Sadly, we’ve been indoctrinated to believe that “cardio” is what loses the weight, while “strength training” is what puts on the weight and 😱 even has the potential to make you bulky!

That’s simply not true, especially for women in midlife.

When fat loss is what you want, this is the hierarchy of activities that will get you there, from most effective to least:

Resistance Training—AKA heavy weightlifting

Metabolic Conditioning—think bootcamp-style or bodyweight strength training

High Intensity Interval Training (HIIT)—Sprints or tabata-style workouts

Steady State Moderate Cardio—running, rowing, etc.

Steady State Low Intensity Cardio—walking, easy cycling, etc.

Does this surprise you?

In this issue, let’s gain clarity on that 👆 #1 most effective type of activity, and then I’ve got a great routine for you to try today.

JUST ONE THING

ALL movement matters—especially for women in midlife!

But, with big goals and so many demands on your time, you need to make it count.

Your JUST ONE THING to Lose Body Fat

Prioritize Resistance Training

Why does this work?

When you have more muscle mass on your frame you’ll naturally have less body fat, because you’re carrying around more “calorie-burning” tissues with you.

All. Day. Long.

If your goal is to trim up and lose body fat this year, start to shift the focus of your workouts, and do more of that most effective style of exercise:

💪 Resistance Training 💪

More Muscle = Less Body Fat

Fortunately, it doesn’t have to be scary or intimidating.

Here’s a great 15-minute routine that will work your entire body. All you need are 2 dumbbells and you’re on your way!

15-Minute Full Body Resistance Training Workout

  1. Chest Press in a Bridge (8 reps): Start on the floor, lift & hold your hips in a bridge position. Press up and lower your arms with control at a 45-degree angle.
  2. Bent-Over Alternating Rows (8 reps/side): In a bent-over position, alternate rowing with one arm, then the other. Squeeze your shoulder blade back with each pull.
  3. Split Squats (8 reps/side): Plant one foot forward and one back, descending down in a lunge position then pushing through your legs to return back up to straight.
  4. Kickstand Deadlifts (8 reps/side): Place one foot back a little bit and hinge forward, pushing into the hip of the leg that is forward.
  5. Staggered Alternating Overhead Press (8 reps/side): Set up in staggered stance position and alternate pressing overhead with each arm. Switch legs halfway through. Keep neck relaxed.
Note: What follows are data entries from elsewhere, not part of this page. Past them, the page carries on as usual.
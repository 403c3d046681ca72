#![forbid(unsafe_code)]
#![cfg_attr(docsrs, feature(doc_cfg))]
#![doc = include_str!("../README.md")]

mod backend;
mod container;
mod error;
mod function;
mod image;
mod payload;
mod pod;
mod registry;

pub use backend::{RuntimeBackend, RuntimeConfig, RuntimeStatus, RuntimeStatusKind};
pub use container::{ContainerBackend, ContainerBackendConfig};
pub use error::{RuntimeError, RuntimeResult};
pub use function::{FunctionBackend, FunctionBackendConfig};
pub use image::{HttpImageResolver, ImageDigest, ImageResolver, PassthroughImageResolver};
pub use payload::{EventData, TriggerDescriptor, TriggerProvider, V2Payload};
pub use pod::PodBackend;
pub use registry::RuntimeKind;

/// Tracing target for runtime backend operations.
pub const TRACING_TARGET: &str = "floww_runtime";
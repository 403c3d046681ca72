//! Organization repository for managing organization operations.

use std::future::Future;

use diesel::prelude::*;
use diesel_async::RunQueryDsl;
use jiff::Timestamp;
use uuid::Uuid;

use crate::model::{NewOrganization, Organization, UpdateOrganization};
use crate::{PgConnection, PgError, PgResult, schema};

/// Repository for organization database operations.
pub trait OrganizationRepository {
    /// Creates a new organization.
    fn create_organization(&mut self, new_org: NewOrganization) -> impl Future<Output = PgResult<Organization>> + Send;

    /// Finds an organization by ID.
    fn find_organization_by_id(&mut self, org_id: Uuid) -> impl Future<Output = PgResult<Option<Organization>>> + Send;

    /// Updates an organization.
    fn update_organization(
        &mut self,
        org_id: Uuid,
        changes: UpdateOrganization,
    ) -> impl Future<Output = PgResult<Organization>> + Send;

    /// Soft deletes an organization.
    fn delete_organization(&mut self, org_id: Uuid) -> impl Future<Output = PgResult<()>> + Send;
}

impl OrganizationRepository for PgConnection {
    async fn create_organization(&mut self, new_org: NewOrganization) -> PgResult<Organization> {
        use schema::organizations;

        let org = diesel::insert_into(organizations::table)
            .values(&new_org)
            .returning(Organization::as_returning())
            .get_result(self)
            .await
            .map_err(PgError::from)?;

        Ok(org)
    }

    async fn find_organization_by_id(&mut self, org_id: Uuid) -> PgResult<Option<Organization>> {
        use schema::organizations::dsl::*;

        let org = organizations
            .filter(id.eq(org_id))
            .filter(deleted_at.is_null())
            .select(Organization::as_select())
            .first(self)
            .await
            .optional()
            .map_err(PgError::from)?;

        Ok(org)
    }

    async fn update_organization(&mut self, org_id: Uuid, changes: UpdateOrganization) -> PgResult<Organization> {
        use schema::organizations::dsl::*;

        let org = diesel::update(organizations)
            .filter(id.eq(org_id))
            .set(&changes)
            .returning(Organization::as_returning())
            .get_result(self)
            .await
            .map_err(PgError::from)?;

        Ok(org)
    }

    async fn delete_organization(&mut self, org_id: Uuid) -> PgResult<()> {
        use schema::organizations::dsl::*;

        diesel::update(organizations)
            .filter(id.eq(org_id))
            .set(deleted_at.eq(Some(jiff_diesel::Timestamp::from(Timestamp::now()))))
            .execute(self)
            .await
            .map_err(PgError::from)?;

        Ok(())
    }
}
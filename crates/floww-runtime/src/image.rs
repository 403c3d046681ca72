//! Resolves a workflow's configured `image_hash` to a digest-pinned image
//! reference before the dispatcher invokes a runtime.

use std::time::Duration;

use url::Url;

use crate::error::{RuntimeError, RuntimeResult};

/// A digest-pinned image reference, e.g. `registry.floww.dev/acme/workflow@sha256:...`.
#[derive(Debug, Clone, PartialEq, Eq)]
pub struct ImageDigest(pub String);

impl std::fmt::Display for ImageDigest {
    fn fmt(&self, f: &mut std::fmt::Formatter<'_>) -> std::fmt::Result {
        f.write_str(&self.0)
    }
}

/// Resolves an `image_hash` reference to a digest-pinned one.
///
/// The container and function backends need a stable, content-addressed
/// reference so a tag update can't silently change what a running
/// deployment executes; the pod backend lets the orchestrator resolve tags
/// itself and uses [`PassthroughImageResolver`].
#[async_trait::async_trait]
pub trait ImageResolver: Send + Sync {
    /// Resolves `image_hash` to a digest-pinned reference, or `None` if the
    /// registry has no such image.
    async fn resolve(&self, image_hash: &str) -> RuntimeResult<Option<ImageDigest>>;
}

/// Resolves against a Docker Registry HTTP API v2 endpoint by issuing a HEAD
/// request for the tag's manifest and reading back `Docker-Content-Digest`.
pub struct HttpImageResolver {
    client: reqwest::Client,
    registry_url: Url,
}

impl HttpImageResolver {
    /// Creates a resolver against the given registry base URL
    /// (e.g. `https://registry.floww.dev/v2/acme/workflows`).
    pub fn new(registry_url: Url) -> Self {
        Self {
            client: reqwest::Client::builder().timeout(Duration::from_secs(10)).build().unwrap_or_default(),
            registry_url,
        }
    }
}

#[async_trait::async_trait]
impl ImageResolver for HttpImageResolver {
    async fn resolve(&self, image_hash: &str) -> RuntimeResult<Option<ImageDigest>> {
        let url = self
            .registry_url
            .join(&format!("manifests/{image_hash}"))
            .map_err(|error| RuntimeError::Internal(error.to_string()))?;

        let response = self
            .client
            .head(url)
            .header("Accept", "application/vnd.docker.distribution.manifest.v2+json")
            .send()
            .await?;

        if !response.status().is_success() {
            return Ok(None);
        }

        let digest = response.headers().get("Docker-Content-Digest").and_then(|value| value.to_str().ok());

        Ok(digest.map(|digest| ImageDigest(format!("{}@{digest}", self.registry_url.path().trim_end_matches('/').trim_start_matches('/')))))
    }
}

/// Resolves by treating `image_hash` as already digest-pinned. Used by the
/// pod backend, whose orchestrator owns tag-to-digest resolution itself.
pub struct PassthroughImageResolver;

#[async_trait::async_trait]
impl ImageResolver for PassthroughImageResolver {
    async fn resolve(&self, image_hash: &str) -> RuntimeResult<Option<ImageDigest>> {
        Ok(Some(ImageDigest(image_hash.to_string())))
    }
}

#[cfg(test)]
mod tests {
    use super::*;

    #[tokio::test]
    async fn passthrough_resolver_echoes_the_hash() {
        let resolver = PassthroughImageResolver;
        let resolved = resolver.resolve("sha256:abc").await.unwrap();
        assert_eq!(resolved, Some(ImageDigest("sha256:abc".to_string())));
    }
}
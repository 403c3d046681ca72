//! Cryptographic error types.

use thiserror::Error;

/// Result type for cryptographic operations.
pub type CryptoResult<T> = std::result::Result<T, CryptoError>;

/// Errors that can occur during cryptographic operations.
#[derive(Debug, Clone, PartialEq, Eq, Error)]
pub enum CryptoError {
    /// The ciphertext is too short to contain a valid nonce and tag.
    #[error("ciphertext too short to contain nonce and authentication tag")]
    CiphertextTooShort,
    /// Decryption failed - data may be corrupted or tampered with.
    #[error("decryption failed: data may be corrupted or tampered with")]
    DecryptionFailed,
    /// The provided key has an invalid length.
    #[error("invalid key length: expected 32 bytes")]
    InvalidKeyLength,
    /// Failed to generate random bytes.
    #[error("failed to generate random bytes")]
    RandomGenerationFailed,
    /// JSON serialization/deserialization failed.
    #[error("json error: {0}")]
    Json(String),
}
Extra Tip: Do this routine through first without any weights, to warm-up your muscles and to feel familiar with the moves. Then, add 2 dumbbells and gradually build up. If the last 2 repetitions feel really challenging, you’re building muscle.

Did You Know...

  • Lifting weights and strength training WILL NOT make you “bulky”—I promise! Even for younger women who haven’t yet encountered hormonal shifts, it takes a significant volume of weightlifting combined with extremely targeted nutrition to build that amount of muscle mass.
  • Walking and other forms of cardio are still important. Use this as extra daily movement to keep your overall physical activity up—every day.
  • Your muscles will need about 48 hours to recover after a strong resistance training day before having the next heavy day. On the in-between days, do some bodyweight-only mobility training (like yoga), some interval training or even just walking.